The new guidelines consider small, outdoor gatherings as the safest activities. If the current guidelines don't change before the Fourth of July, small gatherings with friends and family happening outdoors might be considered a safe activity.

We'll also note limitations on holiday celebrations are policy that has been set throughout the pandemic at the local or state level, not the federal level.

During the weeks leading up to Thanksgiving and Christmas, Washington Gov. Jay Inslee set new restrictions on restaurants, stores and other businesses. People from different households could only gather inside if they had quarantined for 14 days or tested negative and quarantined for one week.

And in Washington, D.C., Mayor Muriel Bowser tightened restrictions and limited outdoor gatherings to 25 people and indoor gatherings to 10.
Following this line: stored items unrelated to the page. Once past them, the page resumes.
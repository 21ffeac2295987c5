pub mod config;
pub mod display_spec;
pub mod event;

pub use config::{AppConfig, DisplayConfig, DitherSettings};
pub use display_spec::DisplaySpec;
pub use event::{days_until, parse_events, upcoming, Countdown, Event, EventError};
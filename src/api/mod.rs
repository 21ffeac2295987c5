pub mod dashboard;
pub mod photo;

pub use dashboard::{__path_handle_png, __path_handle_raw, __path_handle_svg};
pub use dashboard::{current_frame, handle_png, handle_raw, handle_svg};
pub use photo::{handle_photo, is_photo_name, __path_handle_photo};
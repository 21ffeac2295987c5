//! inkdash - countdown dashboard for monochrome e-paper panels
//!
//! Renders an SVG dashboard, dithers it to 1 bit per pixel and serves the
//! result as a packed bitmap for the panel and a PNG preview.
//! This library exposes modules for integration testing.

pub mod api;
pub mod assets;
pub mod error;
pub mod models;
pub mod rendering;
pub mod server;
pub mod services;
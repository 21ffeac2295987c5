use axum::{
    body::Bytes,
    extract::{Path, State},
    http::{header, StatusCode},
    response::{IntoResponse, Response},
};
use std::sync::Arc;

use crate::assets::AssetLoader;
use crate::error::ApiError;

/// Whether a requested file name may be served as a photo: ASCII word
/// characters (`[A-Za-z0-9_]`) followed by `.jpg`
pub fn is_photo_name(name: &str) -> bool {
    name.strip_suffix(".jpg").is_some_and(|stem| {
        !stem.is_empty() && stem.chars().all(|c| c.is_ascii_alphanumeric() || c == '_')
    })
}

/// Get a JPEG photo from the assets directory
#[utoipa::path(
    get,
    path = "/photos/{file}",
    responses(
        (status = 200, description = "JPEG photo", content_type = "image/jpeg"),
        (status = 404, description = "No such photo"),
    ),
    params(
        ("file" = String, Path, description = "Photo file name, word characters followed by .jpg"),
    ),
    tag = "Photos"
)]
pub async fn handle_photo(
    State(loader): State<Arc<AssetLoader>>,
    Path(file): Path<String>,
) -> Result<Response, ApiError> {
    if !is_photo_name(&file) {
        tracing::debug!(file = %file, "Rejected photo name");
        return Err(ApiError::NotFound);
    }

    let data = match loader.read_asset(std::path::Path::new(&file)).await {
        Ok(data) => data,
        Err(e) if e.kind() == std::io::ErrorKind::NotFound => return Err(ApiError::NotFound),
        Err(e) => return Err(ApiError::Internal(e.to_string())),
    };

    Ok((
        StatusCode::OK,
        [
            (header::CONTENT_TYPE, "image/jpeg".to_string()),
            (header::CONTENT_LENGTH, data.len().to_string()),
        ],
        Bytes::from(data),
    )
        .into_response())
}
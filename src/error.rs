use crate::geometry::LayerId;
use thiserror::Error;

/// Errors reported before any search starts.
///
/// A connection that simply cannot be routed is not an error, see
/// [`ConnectionResult::Unsolved`](crate::ConnectionResult::Unsolved).
#[derive(Clone, Debug, Error, PartialEq)]
pub enum RouteError {
    /// a connection lists more than two points
    #[error("connection `{connection}` has {count} points, at most 2 are supported")]
    TooManyPoints {
        /// name of the connection
        connection: String,
        /// number of points it lists
        count: usize,
    },
    /// a connection lists fewer than two points
    #[error("connection `{connection}` has {count} points, 2 are required")]
    TooFewPoints {
        /// name of the connection
        connection: String,
        /// number of points it lists
        count: usize,
    },
    /// a connection point lies on a layer the board does not have
    #[error("connection `{connection}` uses layer {layer}, but the board only has {layer_count} layers")]
    LayerOutOfRange {
        /// name of the connection
        connection: String,
        /// the offending layer
        layer: LayerId,
        /// number of layers of the board
        layer_count: usize,
    },
    /// the configuration contradicts itself
    #[error("invalid configuration: {0}")]
    InvalidConfig(String),
}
The restrictions also came as most states were experiencing an increase in positive cases and expected more cases if people gathered during the holidays. Since January, the U.S. has been on an almost-linear decrease of new daily cases, with a slight increase between March 19 and April 8, according to CDC data.

Our rating: Missing context

We rate the claim that Biden might cancel all Fourth of July celebrations if Americans don't get a coronavirus vaccine MISSING CONTEXT, due to the lack of specific, official statements on this point. Biden hasn't explicitly said people's July Fourth celebrations will be canceled if they don't get vaccinated, but he has encouraged Americans to get the vaccine and to keep using masks until the number of coronavirus-positive cases goes down. Decisions on how to limit certain celebrations or actions have been made throughout the pandemic at the state and local level, not the federal level.